[TASK PROMPT] Among the lines of the records, please find those that contain the word "path" and copy them.

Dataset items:
'''
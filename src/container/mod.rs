//! SpidyAni container format
//!
//! A container is a 19-byte header followed by tagged chunks until the end of
//! the source:
//!
//! - `"Pal "`: 768 bytes, 256 six-bit RGB triples
//! - `"Hang"`: 1270 bytes of 22050 Hz mono 8-bit PCM
//! - `"Data"`: frame payload, LZSS and/or pixel-run encoded
//!
//! All multi-byte integers are little-endian.

mod chunk;
mod header;
mod reader;
mod summary;
mod writer;

pub use chunk::{Chunk, DataChunk};
pub use header::{read_header, Header};
pub use reader::ChunkReader;
pub use summary::ContainerSummary;
pub use writer::AnimationWriter;

use crate::{Result, SpidyAniError};
use std::io::{ErrorKind, Read};

/// `read_exact` that reports truncation as [`SpidyAniError::EndOfStream`]
pub(crate) fn read_exact_or_eos<R: Read>(
    reader: &mut R,
    buf: &mut [u8],
    context: &'static str,
) -> Result<()> {
    reader.read_exact(buf).map_err(|e| match e.kind() {
        ErrorKind::UnexpectedEof => SpidyAniError::EndOfStream(context),
        _ => SpidyAniError::Io(e),
    })
}

pub(crate) fn read_u16<R: Read>(reader: &mut R, context: &'static str) -> Result<u16> {
    let mut bytes = [0u8; 2];
    read_exact_or_eos(reader, &mut bytes, context)?;
    Ok(u16::from_le_bytes(bytes))
}
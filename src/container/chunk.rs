//! Typed container chunks

use crate::{PALETTE_SIZE, SPECIAL_FRAME_LENGTH};

/// A frame data chunk
#[derive(Debug, Clone, PartialEq, Eq)]
pub struct DataChunk {
    /// Size of the pixel-run stream before LZSS (present iff the header uses LZSS)
    pub pre_lzss_length: Option<u16>,
    /// Stored payload length, or 0xFFFF for a chunk stored without LZSS
    pub length: u16,
    /// Width of the region this chunk covers
    pub frame_width: u16,
    /// Height of the region this chunk covers
    pub frame_height: u16,
    /// Stored payload
    pub payload: Vec<u8>,
}

impl DataChunk {
    /// Whether the chunk was stored without LZSS inside an LZSS container
    pub fn is_special(&self) -> bool {
        self.pre_lzss_length.is_some() && self.length == SPECIAL_FRAME_LENGTH
    }

    /// Whether the payload must go through the LZSS decompressor
    pub fn is_lzss_compressed(&self) -> bool {
        self.pre_lzss_length.is_some() && !self.is_special()
    }

    /// Number of payload bytes stored on disk
    pub fn stored_len(&self) -> usize {
        match self.pre_lzss_length {
            Some(pre) if self.length == SPECIAL_FRAME_LENGTH => pre as usize,
            _ => self.length as usize,
        }
    }

    /// Number of cells this chunk covers
    pub fn cells(&self) -> usize {
        self.frame_width as usize * self.frame_height as usize
    }
}

/// A chunk read from a container
#[derive(Debug, Clone, PartialEq, Eq)]
pub enum Chunk {
    /// Raw palette payload
    Palette(Box<[u8; PALETTE_SIZE]>),
    /// Unsigned 8-bit PCM samples with the on-disk offset removed
    Sound(Vec<u8>),
    /// Frame data
    Data(DataChunk),
}

impl Chunk {
    /// Four-byte tag identifying this chunk on disk
    pub fn tag(&self) -> &'static [u8; 4] {
        match self {
            Chunk::Palette(_) => crate::TAG_PALETTE,
            Chunk::Sound(_) => crate::TAG_SOUND,
            Chunk::Data(_) => crate::TAG_DATA,
        }
    }
}
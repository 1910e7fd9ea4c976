//! WAV audio sink

use super::{ExportOptions, ExportSink};
use crate::decode::{Frame, StreamInfo};
use crate::{Result, SAMPLE_RATE};
use std::fs::File;
use std::io::BufWriter;
use std::path::{Path, PathBuf};

/// Writes the audio track as 8-bit mono 22050 Hz WAV
pub struct WavSink {
    path: PathBuf,
    writer: Option<hound::WavWriter<BufWriter<File>>>,
    samples: u64,
    name: String,
}

/// Format of the exported track
pub(crate) fn wav_spec() -> hound::WavSpec {
    hound::WavSpec {
        channels: 1,
        sample_rate: SAMPLE_RATE,
        bits_per_sample: 8,
        sample_format: hound::SampleFormat::Int,
    }
}

impl WavSink {
    /// Create the output file
    pub fn create<P: AsRef<Path>>(path: P) -> Result<Self> {
        let path = path.as_ref().to_path_buf();
        let writer = hound::WavWriter::create(&path, wav_spec())?;
        Ok(Self {
            name: format!("wav {}", path.display()),
            path,
            writer: Some(writer),
            samples: 0,
        })
    }

    /// Output path
    pub fn path(&self) -> &Path {
        &self.path
    }

    /// Samples written so far
    pub fn samples(&self) -> u64 {
        self.samples
    }
}

impl std::fmt::Debug for WavSink {
    fn fmt(&self, f: &mut std::fmt::Formatter<'_>) -> std::fmt::Result {
        f.debug_struct("WavSink")
            .field("path", &self.path)
            .field("samples", &self.samples)
            .finish()
    }
}

impl ExportSink for WavSink {
    fn name(&self) -> &str {
        &self.name
    }

    fn begin(&mut self, _info: &StreamInfo, _options: &ExportOptions) -> Result<()> {
        Ok(())
    }

    fn frame(&mut self, _frame: &Frame) -> Result<()> {
        Ok(())
    }

    fn audio(&mut self, samples: &[u8]) -> Result<()> {
        if let Some(writer) = self.writer.as_mut() {
            for &sample in samples {
                // hound stores 8-bit samples unsigned, offsetting i8 by 128
                writer.write_sample((i16::from(sample) - 128) as i8)?;
            }
            self.samples += samples.len() as u64;
        }
        Ok(())
    }

    fn finish(&mut self) -> Result<()> {
        if let Some(writer) = self.writer.take() {
            writer.finalize()?;
            log::debug!("{}: wrote {} samples", self.name, self.samples);
        }
        Ok(())
    }
}
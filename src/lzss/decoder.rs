//! LZSS decompression
//!
//! The decompressor never fails: it stops as soon as the destination is full
//! or the input runs out, and reports how many bytes it produced.

use super::{MIN_MATCH, WINDOW_MASK, WINDOW_SIZE, WINDOW_START};

/// Decompress `src` into `dst`, returning the number of bytes written
///
/// Decoding stops once `dst` is full, even in the middle of a back-reference,
/// or when `src` is exhausted.
pub fn decompress_into(src: &[u8], dst: &mut [u8]) -> usize {
    let mut window = [0u8; WINDOW_SIZE];
    let mut cursor = WINDOW_START;
    let mut src_pos = 0;
    let mut written = 0;

    while written < dst.len() && src_pos < src.len() {
        let control = src[src_pos];
        src_pos += 1;

        for bit in 0..8 {
            if written >= dst.len() || src_pos >= src.len() {
                return written;
            }

            if control & (1 << bit) != 0 {
                let byte = src[src_pos];
                src_pos += 1;
                dst[written] = byte;
                written += 1;
                window[cursor] = byte;
                cursor = (cursor + 1) & WINDOW_MASK;
            } else {
                if src_pos + 1 >= src.len() {
                    return written;
                }
                let low = src[src_pos] as usize;
                let high = src[src_pos + 1] as usize;
                src_pos += 2;

                let offset = low | ((high & 0xF0) << 4);
                let length = (high & 0x0F) + MIN_MATCH;

                for j in 0..length {
                    if written >= dst.len() {
                        return written;
                    }
                    let byte = window[(offset + j) & WINDOW_MASK];
                    dst[written] = byte;
                    written += 1;
                    window[cursor] = byte;
                    cursor = (cursor + 1) & WINDOW_MASK;
                }
            }
        }
    }

    written
}

/// Decompress `src`, producing at most `expected_len` bytes
pub fn decompress(src: &[u8], expected_len: usize) -> Vec<u8> {
    let mut output = vec![0u8; expected_len];
    let written = decompress_into(src, &mut output);
    output.truncate(written);
    output
}

#[cfg(test)]
mod tests {
    use super::*;

    #[test]
    fn test_literals_only() {
        // Control byte 0xFF: eight literals
        let src = [0xFF, b'S', b'p', b'i', b'd', b'y', b'A', b'n', b'i'];
        assert_eq!(decompress(&src, 8), b"SpidyAni".to_vec());
    }

    #[test]
    fn test_back_reference_into_zero_window() {
        // Offset 0, length 0 + 3: three bytes from the zeroed window
        let src = [0x00, 0x00, 0x00];
        assert_eq!(decompress(&src, 3), vec![0, 0, 0]);
    }

    #[test]
    fn test_overlapping_back_reference() {
        // Literal 'A' lands at 0xFEE; a match at 0xFEE of length 6 repeats it
        let src = [0x01, b'A', 0xEE, 0xF3];
        assert_eq!(decompress(&src, 7), b"AAAAAAA".to_vec());
    }

    #[test]
    fn test_offset_high_nibble() {
        // Eight literals fill 0xFEE..0xFF6; reference 0xFF0 (low 0xF0, high nibble 0xF)
        let mut src = vec![0xFF];
        src.extend_from_slice(b"abcdefgh");
        src.extend_from_slice(&[0x00, 0xF0, 0xF1]);
        assert_eq!(decompress(&src, 12), b"abcdefghcdef".to_vec());
    }

    #[test]
    fn test_stops_when_destination_full() {
        let src = [0x01, b'A', 0xEE, 0xFF];
        let mut dst = [0u8; 4];
        assert_eq!(decompress_into(&src, &mut dst), 4);
        assert_eq!(&dst, b"AAAA");
    }

    #[test]
    fn test_truncated_input() {
        // Back-reference missing its second byte
        let src = [0x01, b'Z', 0x10];
        assert_eq!(decompress(&src, 16), b"Z".to_vec());
        assert!(decompress(&[], 16).is_empty());
    }
}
'''
[WRITTEN SOLUTION]
use std::path::{Path, PathBuf};
    path: PathBuf,
    pub fn create<P: AsRef<Path>>(path: P) -> Result<Self> {
        let path = path.as_ref().to_path_buf();
        let writer = hound::WavWriter::create(&path, wav_spec())?;
            name: format!("wav {}", path.display()),
            path,
    /// Output path
    pub fn path(&self) -> &Path {
        &self.path
            .field("path", &self.path)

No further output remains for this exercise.